導入屋

導入預金とは・・

—-預金をしようとする者が特別の金銭上の利益を得る目的で、融資を受けようとする特定の第三者と意思を通じ、金融機関がその第三者に資金を融通すること、またはその債務を保証することを条件として、その金融機関に預金をすること—-

で、その斡旋をしたり取り仕切ったりすることを生業としている者のことです。

しかし法律では導入預金そのものや媒介する行為を禁止しています。

これに違反した者、これを免れる行為をした者、そうした行為をした者が所属する金融機関については、罰則が適用され、預金等に係る不当契約の取締に関する法律の第4条では3年以下の懲役から30万円以下の罰金と定められています。
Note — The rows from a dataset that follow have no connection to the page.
//! Tsunami context MCP server library.
//!
//! Exposes the markdown documents under a content root as Model Context
//! Protocol resources, answering `initialize`, `resources/list` and
//! `resources/read` over line-delimited JSON-RPC.
//!
//! # Architecture
//!
//! - **core**: configuration, error handling, protocol types, the request
//!   dispatcher, path confinement and transports
//! - **domains**: business logic organized by bounded contexts
//!   - **resources**: the resource index and the list/read service
//!
//! # Example
//!
//! ```rust,no_run
//! use tsunami_context_server::core::{Config, McpServer, TransportService};
//!
//! #[tokio::main]
//! async fn main() -> anyhow::Result<()> {
//!     let config = Config::from_env();
//!     let server = McpServer::new(config.clone());
//!     TransportService::new(config.transport).run(server).await?;
//!     Ok(())
//! }
//! ```

pub mod core;
pub mod domains;

// Re-export commonly used types for convenience
pub use core::{Config, Error, McpServer, Result};
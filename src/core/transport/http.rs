//! HTTP transport implementation.
//!
//! HTTP server with JSON-RPC over POST requests.
//! This allows standard HTTP clients (curl, browsers, etc.) to query the
//! resource index without a stdio pipe.

use axum::{
    Json, Router,
    extract::State,
    http::StatusCode,
    response::{IntoResponse, Response},
    routing::{get, post},
};
use rmcp::model::ErrorCode;
use serde_json::Value;
use tower_http::cors::{Any, CorsLayer};
use tower_http::trace::TraceLayer;
use tracing::{info, instrument, warn};

use super::{TransportError, TransportResult, config::HttpConfig};
use crate::core::McpServer;
use crate::core::protocol::{JsonRpcRequest, JsonRpcResponse};

/// HTTP transport handler.
pub struct HttpTransport {
    config: HttpConfig,
}

/// Application state shared across HTTP handlers.
#[derive(Clone)]
pub struct AppState {
    /// The MCP server instance.
    server: McpServer,
    /// Path of the JSON-RPC endpoint, reported by the root handler.
    rpc_path: String,
}

impl HttpTransport {
    /// Create a new HTTP transport with the given config.
    pub fn new(config: HttpConfig) -> Self {
        Self { config }
    }

    /// Get the bind address.
    pub fn address(&self) -> String {
        format!("{}:{}", self.config.host, self.config.port)
    }

    /// Build the router for the given server.
    pub fn router(&self, server: McpServer) -> Router {
        let state = AppState {
            server,
            rpc_path: self.config.rpc_path.clone(),
        };

        let mut app = Router::new()
            .route(&self.config.rpc_path, post(handle_rpc))
            .route("/health", get(health_check))
            .route("/", get(root_handler))
            .with_state(state)
            .layer(TraceLayer::new_for_http());

        if self.config.enable_cors {
            let cors = CorsLayer::new()
                .allow_origin(Any)
                .allow_methods(Any)
                .allow_headers(Any);
            app = app.layer(cors);
        }

        app
    }

    /// Run the HTTP transport.
    pub async fn run(self, server: McpServer) -> TransportResult<()> {
        let addr = self.address();
        let app = self.router(server);

        let listener = tokio::net::TcpListener::bind(&addr)
            .await
            .map_err(|e| TransportError::bind(&addr, e))?;

        let cors_status = if self.config.enable_cors {
            "enabled"
        } else {
            "disabled"
        };
        info!(
            "Ready - listening on {} (JSON-RPC over HTTP, CORS {})",
            addr, cors_status
        );
        info!("  → JSON-RPC: POST {}", self.config.rpc_path);
        info!("  → Health:   GET /health");

        axum::serve(listener, app)
            .await
            .map_err(|e| TransportError::http(e.to_string()))?;

        Ok(())
    }
}

/// Root handler - provides API info.
async fn root_handler(State(state): State<AppState>) -> impl IntoResponse {
    Json(serde_json::json!({
        "name": state.server.name(),
        "version": state.server.version(),
        "transport": "HTTP",
        "endpoints": {
            "rpc": state.rpc_path,
            "health": "/health"
        },
        "protocol": "JSON-RPC 2.0"
    }))
}

/// Health check endpoint.
async fn health_check(State(state): State<AppState>) -> impl IntoResponse {
    Json(serde_json::json!({
        "status": "healthy",
        "resources": state.server.resource_count(),
        "timestamp": chrono::Utc::now().to_rfc3339()
    }))
}

/// Handle one JSON-RPC request body.
///
/// Notifications are acknowledged with `202 Accepted` and no body.
#[instrument(skip_all)]
async fn handle_rpc(State(state): State<AppState>, Json(body): Json<Value>) -> Response {
    let Some(request) = JsonRpcRequest::from_value(body) else {
        warn!("Rejecting JSON-RPC body that is not an object");
        let response =
            JsonRpcResponse::error(None, ErrorCode::INVALID_REQUEST.0, "Invalid Request");
        return (StatusCode::BAD_REQUEST, Json(response)).into_response();
    };

    info!("Received JSON-RPC request: {}", request.method);

    match state.server.handle_request(request).await {
        Some(response) => (StatusCode::OK, Json(response)).into_response(),
        None => StatusCode::ACCEPTED.into_response(),
    }
}

#[cfg(test)]
mod tests {
    use super::*;
    use crate::core::Config;
    use serde_json::json;

    fn state() -> AppState {
        AppState {
            server: McpServer::new(Config::default()),
            rpc_path: "/mcp".to_string(),
        }
    }

    async fn body_json(response: Response) -> Value {
        let bytes = axum::body::to_bytes(response.into_body(), usize::MAX)
            .await
            .unwrap();
        serde_json::from_slice(&bytes).unwrap()
    }

    #[tokio::test]
    async fn test_rpc_unknown_method() {
        let response = handle_rpc(State(state()), Json(json!({"id": 4, "method": "foo"}))).await;

        assert_eq!(response.status(), StatusCode::OK);
        let body = body_json(response).await;
        assert_eq!(body["error"]["code"], -32601);
    }

    #[tokio::test]
    async fn test_rpc_notification_is_accepted() {
        let response = handle_rpc(
            State(state()),
            Json(json!({"jsonrpc": "2.0", "method": "notifications/initialized"})),
        )
        .await;

        assert_eq!(response.status(), StatusCode::ACCEPTED);
    }

    #[tokio::test]
    async fn test_rpc_rejects_non_object() {
        let response = handle_rpc(State(state()), Json(json!([1, 2]))).await;

        assert_eq!(response.status(), StatusCode::BAD_REQUEST);
        let body = body_json(response).await;
        assert_eq!(body["error"]["code"], -32600);
    }
}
金のある人は、少しでもよい条件で利息を稼ぎ、資産を増やそうとしますし、金融機関は大口の預金がほしい・・・自分に資産はないが、多額の融資をうけたい人がいる。

そこで、導入屋が暗躍することになるのです。

その昔、京阪神土地汚職事件というのが有りました。

京阪神土地汚職事件とは

43年4月、サラリーマンや主婦から多額の住宅資金をかき集めていた京阪神土地会社社長山田正光が妻と共に行方をくらまし、事件が表面化した。
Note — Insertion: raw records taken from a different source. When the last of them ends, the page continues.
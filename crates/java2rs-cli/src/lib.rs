//! java2rs CLI - command line front-end for the Java to Rust translator
//!
//! Argument parsing and command execution live here so they can be driven
//! from tests; `main.rs` only wires up logging and the process exit code.

use std::{fs, io::Write, path::PathBuf};

use anyhow::{bail, Context, Result};
use clap::{Arg, ArgAction, ArgMatches, Command};
use java2rs_core::{FileDriver, TranspileConfig, TransformationSummary};
use tracing::debug;

/// Output format of the run report
#[derive(Debug, Clone, Copy, PartialEq, Eq)]
pub enum ReportFormat {
    Text,
    Json,
}

/// Command line definition of the `java2rs` binary
pub fn build_command() -> Command {
    Command::new("java2rs")
        .version(java2rs_core::VERSION)
        .about("Translate Java sources into Rust modules")
        .arg(
            Arg::new("input")
                .value_name("INPUT")
                .help("Java files or directories to translate")
                .required(true)
                .num_args(1..)
                .index(1),
        )
        .arg(
            Arg::new("output")
                .short('o')
                .long("output")
                .value_name("DIR")
                .help("Output directory (default ./out; a single file prints to stdout)"),
        )
        .arg(
            Arg::new("config")
                .long("config")
                .value_name("FILE")
                .help("JSON translation configuration"),
        )
        .arg(
            Arg::new("report")
                .long("report")
                .value_name("FORMAT")
                .value_parser(["text", "json"])
                .default_value("text")
                .help("Format of the run summary"),
        )
        .arg(
            Arg::new("debug")
                .long("debug")
                .help("Enable debug logging")
                .action(ArgAction::SetTrue),
        )
}

/// Load the configuration named by `--config`, or the defaults
pub fn load_config(matches: &ArgMatches) -> Result<TranspileConfig> {
    match matches.get_one::<String>("config") {
        Some(path) => {
            let text = fs::read_to_string(path).with_context(|| format!("reading config {path}"))?;
            Ok(TranspileConfig::from_json(&text)?)
        }
        None => Ok(TranspileConfig::default()),
    }
}

fn report_format(matches: &ArgMatches) -> ReportFormat {
    match matches.get_one::<String>("report").map(String::as_str) {
        Some("json") => ReportFormat::Json,
        _ => ReportFormat::Text,
    }
}

fn write_report(out: &mut dyn Write, summary: &TransformationSummary, format: ReportFormat) -> Result<()> {
    match format {
        ReportFormat::Json => {
            writeln!(out, "{}", serde_json::to_string_pretty(summary)?)?;
        }
        ReportFormat::Text => {
            writeln!(
                out,
                "Converted {} of {} file(s), {} failed",
                summary.files_converted, summary.files_processed, summary.files_failed
            )?;
            for error in &summary.errors {
                writeln!(out, "  {error}")?;
            }
        }
    }
    Ok(())
}

/// Execute parsed arguments; returns the process exit code
pub fn run(matches: &ArgMatches, out: &mut dyn Write) -> Result<i32> {
    let inputs: Vec<PathBuf> = matches
        .get_many::<String>("input")
        .map(|values| values.map(PathBuf::from).collect())
        .unwrap_or_default();
    if inputs.is_empty() {
        bail!("no input given");
    }
    let driver = FileDriver::new().config(load_config(matches)?);
    let format = report_format(matches);

    let output = matches.get_one::<String>("output");
    if output.is_none() && inputs.len() == 1 && inputs[0].is_file() {
        debug!("translating {} to stdout", inputs[0].display());
        let outcomes = driver.transpile_paths(&inputs)?;
        let mut failed = false;
        for outcome in &outcomes {
            match format {
                ReportFormat::Text => write!(out, "{}", outcome.text)?,
                ReportFormat::Json => writeln!(out, "{}", serde_json::to_string_pretty(outcome)?)?,
            }
            failed |= !outcome.is_success();
        }
        return Ok(if failed { 1 } else { 0 });
    }

    let output_dir = PathBuf::from(output.map(String::as_str).unwrap_or("./out"));
    let summary = driver.transform_paths(&inputs, &output_dir)?;
    write_report(out, &summary, format)?;
    Ok(if summary.success() { 0 } else { 1 })
}

/// Parse `args` (program name first) and run them
pub fn run_with_args<I, T>(args: I, out: &mut dyn Write) -> Result<i32>
where
    I: IntoIterator<Item = T>,
    T: Into<std::ffi::OsString> + Clone,
{
    let matches = build_command().try_get_matches_from(args)?;
    run(&matches, out)
}
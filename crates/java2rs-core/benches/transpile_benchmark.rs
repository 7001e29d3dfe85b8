use criterion::{black_box, criterion_group, criterion_main, Criterion};
use java2rs_core::{transpile_source, JavaParser, Parser};

const SOURCE: &str = r#"
package bench;

import java.util.List;

public class Inventory {
    private static final int LIMIT = 64;
    private int count;
    private String label = "items";

    public Inventory(int count) {
        this.count = count;
    }

    public int add(int n) throws IllegalStateException {
        if (count + n > LIMIT) {
            throw new IllegalStateException("full");
        }
        count += n;
        return count;
    }

    public String describe() {
        return label + ": " + count + " of " + LIMIT;
    }

    public static int total(int[] values) {
        int sum = 0;
        for (int i = 0; i < values.length; i++) {
            sum += values[i];
        }
        return sum;
    }

    public int classify(int k) {
        switch (k) {
            case 0: return 0;
            case 1: case 2: return 1;
            default: return 2;
        }
    }
}
"#;

fn bench_parse(c: &mut Criterion) {
    c.bench_function("parse_java_unit", |b| {
        let mut parser = JavaParser::new().unwrap();
        b.iter(|| parser.parse(black_box(SOURCE)).unwrap())
    });
}

fn bench_transpile(c: &mut Criterion) {
    c.bench_function("transpile_java_unit", |b| {
        b.iter(|| transpile_source(black_box(SOURCE)).unwrap())
    });
}

criterion_group!(benches, bench_parse, bench_transpile);
criterion_main!(benches);
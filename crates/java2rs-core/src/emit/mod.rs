//! Emission engine.
//!
//! Renders method bodies, initializers and declarations of one unit into
//! Rust text, filling the unit's [`Module`] skeleton. Emission assumes the
//! scope model, the type table and the name registry are complete; it reads
//! them and never mutates another unit's state.
//!
//! Unknown constructs never abort a unit: they become inline
//! `/* unsupported ... */` markers, and unresolvable names are echoed behind
//! a `/* unresolved */` marker.

use std::collections::HashSet;

use tracing::debug;

use crate::ast::{NodeId, NodeKind, SyntaxTree};
use crate::exceptions::ThrowAnalysis;
use crate::model::Module;
use crate::naming::NameRegistry;
use crate::resolve::{ProjectIndex, Resolve, ResolvedType, Site, UnitId};
use crate::scope::ScopeTracker;
use crate::TranspileConfig;

pub mod arrays;
pub mod comments;
pub mod expr;
pub mod items;
pub mod receiver;
pub mod stmt;
pub mod types;

#[cfg(test)]
mod tests;

pub use receiver::ReceiverAnalysis;

/// Run-wide, read-only inputs shared by every unit's emitter
#[derive(Clone, Copy)]
pub struct EmitContext<'a> {
    pub index: &'a ProjectIndex,
    pub registry: &'a NameRegistry,
    pub throws: &'a ThrowAnalysis,
    pub receivers: &'a ReceiverAnalysis,
    pub config: &'a TranspileConfig,
}

/// Routine whose body is being emitted
#[derive(Debug, Clone)]
struct RoutineFrame {
    throwing: bool,
    return_type: ResolvedType,
    /// Constructor delegating to another constructor through `this(...)`
    delegating: bool,
    /// Fields bound by a single top-level `this.f = e` in a factory body
    let_fields: HashSet<String>,
    body: Option<NodeId>,
}

/// An enclosing try statement and the resolved keys of its catch clauses
#[derive(Debug, Clone)]
struct TryFrame {
    label: usize,
    clauses: Vec<Vec<String>>,
}

/// Exception types every catch clause of these names handles
const CATCH_ALL: &[&str] = &["Exception", "Throwable", "RuntimeException"];

pub struct Emitter<'a, 's> {
    ctx: EmitContext<'a>,
    unit: UnitId,
    tree: &'a SyntaxTree,
    module: &'a str,
    scopes: &'s mut ScopeTracker,
    routine: Option<RoutineFrame>,
    tries: Vec<TryFrame>,
}

/// Fill every item of a unit's module with emitted text
pub fn emit_module(
    ctx: EmitContext<'_>,
    unit: UnitId,
    tree: &SyntaxTree,
    scopes: &mut ScopeTracker,
    module: &mut Module,
) {
    let path = module.path.clone();
    let mut emitter = Emitter {
        ctx,
        unit,
        tree,
        module: &path,
        scopes,
        routine: None,
        tries: Vec::new(),
    };
    for item in &mut module.items {
        emitter.fill_item(item);
    }
    debug!("{unit}: emitted {} item(s)", module.items.len());
}

impl<'a> Emitter<'a, '_> {
    /// Node kind borrowed from the tree rather than from the emitter
    fn kind(&self, node: NodeId) -> &'a NodeKind {
        self.tree.kind(node)
    }

    fn site(&self, node: NodeId) -> Site<'a> {
        Site::new(self.unit, self.tree, node)
    }

    fn indent(&self) -> &'a str {
        &self.ctx.config.indent
    }

    /// Identifier of the type declaration enclosing `node`
    fn owner_of(&self, node: NodeId) -> Option<String> {
        let ty = self.tree.enclosing_type(node)?;
        self.ctx.index.resolve_declaration(self.unit, ty)
    }

    fn in_factory(&self) -> bool {
        self.scopes.in_factory
    }

    fn delegating(&self) -> bool {
        self.routine.as_ref().is_some_and(|r| r.delegating)
    }

    fn routine_throws(&self) -> bool {
        self.routine.as_ref().is_some_and(|r| r.throwing)
    }

    /// Inline marker for a construct without a translation rule
    fn unsupported(&self, node: NodeId) -> String {
        let text = self
            .tree
            .text(node)
            .split_whitespace()
            .collect::<Vec<_>>()
            .join(" ")
            .replace("*/", "* /");
        format!("/* unsupported {}: {text} */", self.kind(node).label())
    }

    /// Whether the type `key` is `clause` or one of its declared subtypes
    fn is_caught_by(&self, key: &str, clause: &str) -> bool {
        let clause_name = crate::resolve::last_segment(clause);
        if CATCH_ALL.contains(&clause_name) {
            return true;
        }
        let mut current = Some(key.to_string());
        let mut steps = 0;
        while let Some(ty) = current {
            if ty == clause || crate::resolve::last_segment(&ty) == clause_name {
                return true;
            }
            steps += 1;
            if steps > 32 {
                break;
            }
            current = self
                .ctx
                .index
                .superclass_of(&ty)
                .map(|s| s.key())
                .filter(|s| !s.is_empty());
        }
        false
    }

    /// Innermost try label and 1-based clause number catching one of `thrown`
    fn catching_clause(&self, thrown: &[&str]) -> Option<(usize, usize)> {
        for frame in self.tries.iter().rev() {
            for (k, clause) in frame.clauses.iter().enumerate() {
                let caught = thrown
                    .iter()
                    .any(|t| clause.iter().any(|c| self.is_caught_by(t, c)));
                if caught {
                    return Some((frame.label, k + 1));
                }
            }
        }
        None
    }

    /// Statement kinds a `for`/`while` label can be attached to
    fn is_loop(&self, node: NodeId) -> bool {
        matches!(
            self.kind(node),
            NodeKind::While { .. }
                | NodeKind::DoWhile { .. }
                | NodeKind::For { .. }
                | NodeKind::ForEach { .. }
        )
    }
}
その後山田は背任罪などで逮捕され、家宅捜索で発見されたメモから福徳相互銀行、三井銀行などから不正に融資を受けていたことが明らかになった。

また、税金の査察に手心を加えて欲しいと頼まれた大阪国税局員2人も収賄で逮捕された。

兵庫県警と神戸地検は、国税局に圧力を加えた政治家がいるものとみて捜査、正示啓次郎代議士(自民、和歌山2区)を割り出し、120万円を受け取って、国税局に圧力をかけたあっせん収賄の容疑で正示代議士を取り調べ、自宅・議員会館など計6カ所を家宅捜索した結局、正示代戦士は容疑不十分で不起訴となり、半年に及ぷ捜査は終了した。
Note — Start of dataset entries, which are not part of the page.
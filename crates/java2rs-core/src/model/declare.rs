// Declare phase: item skeletons and registry names for one unit
use std::collections::HashMap;

use tracing::debug;

use super::{Field, Item, ItemKind, Method, Module, Receiver, Variant, Visibility};
use crate::ast::{NodeId, NodeKind, SyntaxTree, TypeKind};
use crate::emit::comments::leading_comments;
use crate::naming::registry::overload_name;
use crate::naming::{
    escape_keyword, snake_if_necessary, to_pascal_case, to_screaming_snake_case, value_name,
    NameRegistry, RegistryError,
};
use crate::resolve::{Resolve, UnitId};

/// Create the module skeleton of a unit and register every declared name.
///
/// Runs once per unit, before any unit is analyzed, so cross-unit references
/// find their names regardless of declaration order.
pub fn declare_unit(
    unit: UnitId,
    tree: &SyntaxTree,
    resolver: &dyn Resolve,
    registry: &mut NameRegistry,
    module_path: &str,
) -> Result<Module, RegistryError> {
    let mut module = Module::new(module_path);
    let mut declarer = Declarer {
        unit,
        tree,
        resolver,
        registry,
        module_path,
        items: Vec::new(),
    };
    if let NodeKind::CompilationUnit {
        package,
        imports,
        types,
    } = tree.kind(tree.root())
    {
        module.package = package.clone();
        for import in imports {
            if let NodeKind::Import {
                path,
                is_static,
                wildcard,
            } = tree.kind(*import)
            {
                let mut text = String::new();
                if *is_static {
                    text.push_str("static ");
                }
                text.push_str(path);
                if *wildcard {
                    text.push_str(".*");
                }
                module.imports.push(text);
            }
        }
        for ty in types {
            declarer.declare_type(*ty, "")?;
        }
    }
    module.items = declarer.items;
    debug!("{unit}: declared {} item(s) in {module_path}", module.items.len());
    Ok(module)
}

struct Declarer<'a> {
    unit: UnitId,
    tree: &'a SyntaxTree,
    resolver: &'a dyn Resolve,
    registry: &'a mut NameRegistry,
    module_path: &'a str,
    items: Vec<Item>,
}

fn item_kind(kind: TypeKind) -> ItemKind {
    match kind {
        TypeKind::Class => ItemKind::Class,
        TypeKind::Interface => ItemKind::Trait,
        TypeKind::Enum => ItemKind::Enum,
        TypeKind::Record => ItemKind::Record,
    }
}

impl Declarer<'_> {
    fn id_of(&self, node: NodeId) -> Option<String> {
        self.resolver.resolve_declaration(self.unit, node)
    }

    fn declare_type(&mut self, node: NodeId, outer: &str) -> Result<(), RegistryError> {
        let tree = self.tree;
        let NodeKind::TypeDecl(decl) = tree.kind(node) else {
            return Ok(());
        };
        let Some(id) = self.id_of(node) else {
            return Ok(());
        };
        let name = format!("{outer}{}", decl.name);
        self.registry.register_in(&id, &name, self.module_path)?;

        let kind = item_kind(decl.kind);
        let in_trait = kind == ItemKind::Trait;
        let mut item = Item::new(id.clone(), self.unit, kind, name.clone());
        item.node = Some(node);
        item.visibility = Visibility::from_java(decl.modifiers.visibility);
        item.docs = leading_comments(tree, node);

        for constant in &decl.constants {
            if let NodeKind::EnumConstant { name: constant_name, body, .. } = tree.kind(*constant) {
                let variant = to_pascal_case(constant_name);
                if let Some(constant_id) = self.id_of(*constant) {
                    self.registry.register(&constant_id, &variant)?;
                }
                item.variants.push(Variant {
                    name: variant,
                    node: Some(*constant),
                    note: (!body.is_empty()).then(|| "constant body not translated".to_string()),
                    docs: leading_comments(tree, *constant),
                });
            }
        }

        for component in &decl.components {
            let NodeKind::Param { name: component_name, .. } = tree.kind(*component) else {
                continue;
            };
            let Some(field_id) = self.id_of(*component) else {
                continue;
            };
            let field_name = value_name(component_name);
            self.registry.register(&field_id, &field_name)?;
            let mut field = Field::new(field_id, field_name.clone());
            field.node = Some(*component);
            field.visibility = Visibility::Public;
            item.fields.push(field);

            let explicit = decl.members.iter().any(|m| {
                matches!(tree.kind(*m), NodeKind::Method(method) if method.name == *component_name && method.params.is_empty())
            });
            if !explicit {
                let accessor_id = format!("{id}.{component_name}()");
                self.registry.register(&accessor_id, &field_name)?;
                let mut accessor = Method::new(accessor_id, field_name);
                accessor.node = Some(*component);
                accessor.visibility = Visibility::Public;
                accessor.receiver = Receiver::Ref;
                item.methods.push(accessor);
            }
        }

        let mut overloads: HashMap<String, usize> = HashMap::new();
        let mut nested = Vec::new();
        for member in &decl.members {
            match tree.kind(*member) {
                NodeKind::Field {
                    modifiers,
                    declarators,
                    ..
                } => {
                    let is_static = modifiers.is_static || in_trait;
                    for declarator in declarators {
                        let NodeKind::Declarator { name: field_name, .. } = tree.kind(*declarator) else {
                            continue;
                        };
                        let Some(field_id) = self.id_of(*declarator) else {
                            continue;
                        };
                        let rust_name = if is_static {
                            to_screaming_snake_case(field_name)
                        } else {
                            value_name(field_name)
                        };
                        self.registry.register(&field_id, &rust_name)?;
                        let mut field = Field::new(field_id, rust_name);
                        field.node = Some(*declarator);
                        field.is_static = is_static;
                        field.visibility = Visibility::from_java(modifiers.visibility);
                        field.docs = leading_comments(tree, *member);
                        item.fields.push(field);
                    }
                }
                NodeKind::Method(method) => {
                    let Some(method_id) = self.id_of(*member) else {
                        continue;
                    };
                    let ordinal = overloads.entry(method.name.clone()).or_insert(0);
                    let rust_name =
                        escape_keyword(&overload_name(&snake_if_necessary(&method.name), *ordinal));
                    *ordinal += 1;
                    self.registry.register(&method_id, &rust_name)?;
                    let mut entry = Method::new(method_id, rust_name);
                    entry.node = Some(*member);
                    entry.is_static = method.modifiers.is_static;
                    entry.visibility = if in_trait {
                        Visibility::Private
                    } else {
                        Visibility::from_java(method.modifiers.visibility)
                    };
                    entry.docs = leading_comments(tree, *member);
                    item.methods.push(entry);
                }
                NodeKind::Constructor(_) => {
                    let Some(ctor_id) = self.id_of(*member) else {
                        continue;
                    };
                    let ordinal = overloads.entry("<init>".to_string()).or_insert(0);
                    let rust_name = overload_name("new", *ordinal);
                    *ordinal += 1;
                    self.registry.register(&ctor_id, &rust_name)?;
                    let mut entry = Method::new(ctor_id, rust_name);
                    entry.node = Some(*member);
                    entry.is_static = true;
                    entry.is_constructor = true;
                    entry.visibility = Visibility::Public;
                    entry.docs = leading_comments(tree, *member);
                    item.methods.push(entry);
                }
                NodeKind::TypeDecl(_) => nested.push(*member),
                _ => {}
            }
        }

        // records without a canonical constructor get one
        if kind == ItemKind::Record {
            let arity = decl.components.len();
            let has_canonical = decl.members.iter().any(|m| {
                matches!(tree.kind(*m), NodeKind::Constructor(ctor) if ctor.params.len() == arity)
            });
            if !has_canonical && !overloads.contains_key("<init>") {
                let mut ctor = Method::new(format!("{id}.<init>"), "new");
                ctor.is_static = true;
                ctor.is_constructor = true;
                ctor.visibility = Visibility::Public;
                item.methods.insert(0, ctor);
            }
        }

        self.items.push(item);
        for inner in nested {
            self.declare_type(inner, &name)?;
        }
        Ok(())
    }
}

#[cfg(test)]
mod tests {
    use pretty_assertions::assert_eq;

    use super::*;
    use crate::parser::{JavaParser, Parser};
    use crate::resolve::ProjectIndex;

    fn declare(source: &str) -> (Module, NameRegistry) {
        let tree = JavaParser::new().unwrap().parse(source).unwrap();
        let index = ProjectIndex::build([(UnitId(0), &tree)]);
        let mut registry = NameRegistry::new();
        let module = declare_unit(UnitId(0), &tree, &index, &mut registry, "crate").unwrap();
        (module, registry)
    }

    #[test]
    fn overloads_and_constructors_get_suffixes() {
        let (module, registry) = declare(
            "class A { A() {} A(int x) {} void run() {} void run(int n) {} int getValue() { return 0; } }",
        );
        let names: Vec<&str> = module.items[0].methods.iter().map(|m| m.name.as_str()).collect();
        assert_eq!(names, vec!["new", "new_1", "run", "run_1", "get_value"]);
        assert_eq!(registry.name_of("A.run(int)"), Some("run_1"));
        assert_eq!(registry.name_of("A.<init>(int)"), Some("new_1"));
    }

    #[test]
    fn nested_types_are_flattened() {
        let (module, registry) = declare("package p; public class Outer { static class Inner {} }");
        let names: Vec<&str> = module.items.iter().map(|i| i.name.as_str()).collect();
        assert_eq!(names, vec!["Outer", "OuterInner"]);
        assert_eq!(registry.module_of("p.Outer.Inner"), Some("crate"));
        assert_eq!(module.items[0].visibility, Visibility::Public);
        assert_eq!(module.package.as_deref(), Some("p"));
    }

    #[test]
    fn fields_and_constants_are_named() {
        let (module, _) = declare(
            "class A { static final int maxSize = 3; private String userName; }\ninterface I { int LIMIT = 1; }",
        );
        let fields: Vec<(&str, bool)> = module.items[0]
            .fields
            .iter()
            .map(|f| (f.name.as_str(), f.is_static))
            .collect();
        assert_eq!(fields, vec![("MAX_SIZE", true), ("user_name", false)]);
        assert!(module.items[1].fields[0].is_static);
        assert_eq!(module.items[1].kind, ItemKind::Trait);
    }

    #[test]
    fn enum_constants_become_variants() {
        let (module, registry) = declare("enum Color { RED, DARK_BLUE }");
        let variants: Vec<&str> = module.items[0].variants.iter().map(|v| v.name.as_str()).collect();
        assert_eq!(variants, vec!["Red", "DarkBlue"]);
        assert_eq!(registry.name_of("Color.DARK_BLUE"), Some("DarkBlue"));
    }

    #[test]
    fn records_get_accessors_and_canonical_constructor() {
        let (module, registry) = declare("record Point(int x, int y) {}");
        let item = &module.items[0];
        let methods: Vec<&str> = item.methods.iter().map(|m| m.name.as_str()).collect();
        assert_eq!(methods, vec!["new", "x", "y"]);
        assert!(item.fields.iter().all(|f| f.visibility == Visibility::Public));
        assert_eq!(registry.name_of("Point.x()"), Some("x"));
    }

    #[test]
    fn duplicate_type_is_a_registry_error() {
        let tree = JavaParser::new().unwrap().parse("class A {}").unwrap();
        let index = ProjectIndex::build([(UnitId(0), &tree)]);
        let mut registry = NameRegistry::new();
        declare_unit(UnitId(0), &tree, &index, &mut registry, "crate::a").unwrap();
        let err = declare_unit(UnitId(0), &tree, &index, &mut registry, "crate::b").unwrap_err();
        assert!(matches!(err, RegistryError::Duplicate { .. }));
    }

    #[test]
    fn doc_comments_attach_to_items() {
        let (module, _) = declare("/** A widget. */\nclass W {\n  // counter\n  int n;\n}");
        assert_eq!(module.items[0].docs, vec!["/// A widget."]);
        assert_eq!(module.items[0].fields[0].docs, vec!["// counter"]);
    }
}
山田の黒幕、朝日興業社長米田義明も逮捕され、その米田が北海道を訪れたさい、公用車で送迎した北海道警旭川方面本部長小堀旭警視長も調べを受けた。

という事件で、京阪神土地の山田社長は資金ぐりに行き詰まり、あちこちの金融機関にわたりをつけようとしました。

その中には大手の三井銀行も入っていて、導入屋を利用しようとしたのですが、山田社長を紹介したのは米田義明であったといわれています。

兵庫県警も神戸地検も、捜査当初から米田義明を逮捕するつもりでしたが、巧妙に立ち回って京阪神土地事件ではその尻尾さえ捕ませませんでした。
山田社長が所在不明になると、米田義明は京阪神土地の整理屋として会社に乗り込んできました。

けっして警察の捜査を妨害することはせず、警察の捜査がどこへ矛先を向けてゆくかを監視するかのようです。

山田社長が導入預金をしていることを、警察は京阪神土地の倒産する前からキャッチしていました。

背任罪や贈収賄などのいろいろな関連犯罪はあると確信していましたが、逮捕時の山田社長の容疑はまず導入預金でした。
会社の一斉捜索をやり、山田社長に出頭を求め逮捕するつもりでしたが、山田は寸前に逃走してしまいました。

膨大な資料を押収したものの、一刻も早く山田社長を発見逮捕する必要がありました。

京阪神土地捜索後、数日して山田社長の行方を必死に追及していた警察は、山田社長が豊中のインターチェンジ近くのドライブインに潜んでいることをつきとめようやく逮捕することができました。